You see, as I read a given historical passage, I can’t help but get caught up in the story. In the best of circumstances, the words evoke emotions and reactions that mirror those described by the author, two hundred years prior. I crave the few fleeting seconds when my simple pursuits parallel theirs, when the context of the 21st-century glade melts away and time knows no boundaries.
Like so many other traditional black powder hunters, I seek to experience what they experienced, to share an instant or two of kinship with a soul that I really don’t know that much about. I say that because it is difficult to sum up a life’s worth of hunting experiences in a few pages of the Draper Manuscripts or in the limited space allotted to a dictated narrative, as in the case of John Tanner.
Years ago the late Chuck Leonard introduced me to The Museum of the Fur Trade Quarterly. He insisted I subscribe, simply based on the quality of the research.

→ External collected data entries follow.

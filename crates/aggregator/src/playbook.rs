//! Playbook input types for the content aggregator. Parsing and validating
//! the playbook file belongs to the playbook loader; these types are the
//! contract it hands over, with serde defaults matching the documented
//! behavior when keys are omitted.

use std::path::PathBuf;

use indexmap::IndexMap;
use serde::Deserialize;

use git::PluginSet;

#[derive(Debug, Clone, Default, Deserialize)]
#[serde(default)]
pub struct Playbook {
    pub content: ContentConfig,
    pub git: GitConfig,
    pub runtime: RuntimeConfig,
    pub network: NetworkConfig,
    /// Directory the playbook was loaded from; dot-relative content-source
    /// URLs resolve against it.
    #[serde(skip)]
    pub dir: Option<PathBuf>,
}

#[derive(Debug, Clone, Default, Deserialize)]
#[serde(default)]
pub struct ContentConfig {
    pub sources: Vec<ContentSource>,
    /// Default branch patterns applied when a source omits `branches`.
    pub branches: Option<StringOrList>,
    /// Default tag patterns applied when a source omits `tags`.
    pub tags: Option<StringOrList>,
    pub edit_url: Option<EditUrlSetting>,
}

#[derive(Debug, Clone, Deserialize)]
#[serde(default)]
pub struct GitConfig {
    pub fetch_concurrency: usize,
    pub read_concurrency: usize,
    pub ensure_git_suffix: bool,
    pub credentials: Option<GitCredentialsConfig>,
    #[serde(skip)]
    pub plugins: PluginSet,
}

impl Default for GitConfig {
    fn default() -> Self {
        Self {
            fetch_concurrency: 8,
            read_concurrency: 5,
            ensure_git_suffix: true,
            credentials: None,
            plugins: PluginSet::default(),
        }
    }
}

#[derive(Debug, Clone, Default, Deserialize)]
#[serde(default)]
pub struct GitCredentialsConfig {
    pub path: Option<PathBuf>,
    pub contents: Option<String>,
}

#[derive(Debug, Clone, Default, Deserialize)]
#[serde(default)]
pub struct RuntimeConfig {
    /// Defaults to `<user cache dir>/antora` when unset.
    pub cache_dir: Option<PathBuf>,
    pub fetch: bool,
    pub quiet: bool,
}

#[derive(Debug, Clone, Default, Deserialize)]
#[serde(default)]
pub struct NetworkConfig {
    pub http_proxy: Option<String>,
    pub https_proxy: Option<String>,
    pub no_proxy: Option<String>,
}

impl NetworkConfig {
    pub fn is_unset(&self) -> bool {
        self.http_proxy.is_none() && self.https_proxy.is_none() && self.no_proxy.is_none()
    }
}

/// One content-source entry, as authored. Everything scalar-ish accepts the
/// usual YAML sloppiness (numbers and booleans where strings are meant,
/// CSV strings where lists are meant); normalization happens in the source
/// resolver.
#[derive(Debug, Clone, Default, Deserialize)]
#[serde(default)]
pub struct ContentSource {
    pub url: String,
    pub remote: Option<String>,
    pub branches: Option<StringOrList>,
    pub tags: Option<StringOrList>,
    pub start_path: Option<ScalarValue>,
    pub start_paths: Option<StringOrList>,
    pub worktrees: Option<WorktreesSetting>,
    pub version: Option<VersionSetting>,
    pub edit_url: Option<EditUrlSetting>,
}

#[derive(Debug, Clone, Deserialize)]
#[serde(untagged)]
pub enum ScalarValue {
    Bool(bool),
    Int(i64),
    Float(f64),
    Str(String),
}

impl ScalarValue {
    pub fn into_string(self) -> String {
        match self {
            ScalarValue::Bool(b) => b.to_string(),
            ScalarValue::Int(n) => n.to_string(),
            // an integral float keeps its decimal point, so an unquoted
            // `version: 2.0` stays "2.0" rather than collapsing to "2"
            ScalarValue::Float(n) if n.is_finite() && n.fract() == 0.0 => format!("{n:.1}"),
            ScalarValue::Float(n) => n.to_string(),
            ScalarValue::Str(s) => s,
        }
    }
}

#[derive(Debug, Clone, Deserialize)]
#[serde(untagged)]
pub enum StringOrList {
    One(ScalarValue),
    Many(Vec<ScalarValue>),
}

#[derive(Debug, Clone, Deserialize)]
#[serde(untagged)]
pub enum WorktreesSetting {
    Flag(bool),
    Patterns(StringOrList),
}

/// `version: v1.2` pins, `version: true` derives from the refname, and a
/// mapping derives through refname patterns (first match wins).
#[derive(Debug, Clone, Deserialize)]
#[serde(untagged)]
pub enum VersionSetting {
    Scalar(ScalarValue),
    Map(IndexMap<String, String>),
}

#[derive(Debug, Clone, Deserialize)]
#[serde(untagged)]
pub enum EditUrlSetting {
    /// `true` restores the host default, `false` disables edit URLs.
    Toggle(bool),
    Template(String),
}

I took his advice and spent a few more dollars to purchase the back issues, offered as a “package.” I spent weeks reading through those black and white pages. One evening I read an article by Charles E. Hanson, Jr., “John Kinzie and His Gun.”
Kinzie’s years in Detroit caught my attention. His time there predated my chosen time period, but the geographical location and the fact that he was a fur trader of note put him on my “watch list.”
The article told how the Museum of the Fur Trade acquired a long-barreled English fowler with “ribbed brass rod guides and brass ‘dragon sideplate,’ evidently a very early ‘chief’s gun’ or fine gun…” (Hanson, Jr., Museum of the Fur Trade Quarterly, Chadron, NE, Winter 1970, pgs. 1-5) The gun’s origin was not known at the time, but the initial cleaning process uncovered Kinzie’s name and initials, along with a silversmith’s personal cartouche.
“…the buttplate is worn and battered, the entire gun shows age and hard usage. It is however, of better quality than the ordinary Northwest Gun…” (Ibid, 3)
On one of my first trips to Friendship, about 1985, I purchased a “damaged/defective” fowler stock blank from Dick Greensides of Pecatonica River Long Rifle Supply with thoughts of copying John Kinzie’s gun. That was before I became so steeped in the Northwest trade gun’s mystical history.
The blank still stands near the workbench. Close friends and family members keep urging me to make a new Northwest gun for Msko-waagosh, my returned captive persona. I’ve looked at that stock a couple of times with thoughts of reworking it into the Northwest gun pattern. The recent trip to Chicago and a similar fowler Wallace Gusler displayed at Friendship have me thinking differently now.
I spent a lot of time roaming all around that intersection that evening. I traced out the bronze plaques inlaid in the sidewalk that marked the supposed walls and block houses of Fort Dearborn. This is where I tried to pull myself into the future, August of 1812.
Here I crossed paths with William Wells, another Native captive, taken at the age of 12. Wells garnered the attention of Little Turtle, the great Miami chief, and eventually married his daughter, Sweet Breeze. With Little Turtle’s consent, Wells became a captain in the Legion of the United States and scouted for General Wayne. He was wounded in the Battle of Fallen Timbers, and died leading the evacuation of Fort Dearborn.
Yet here again is another example of the characters that populated the 1790s in the Old Northwest Territory crisscrossing paths, raising more questions than answers. But more on that another time…
Give traditional black powder hunting a try, be safe and may God bless you.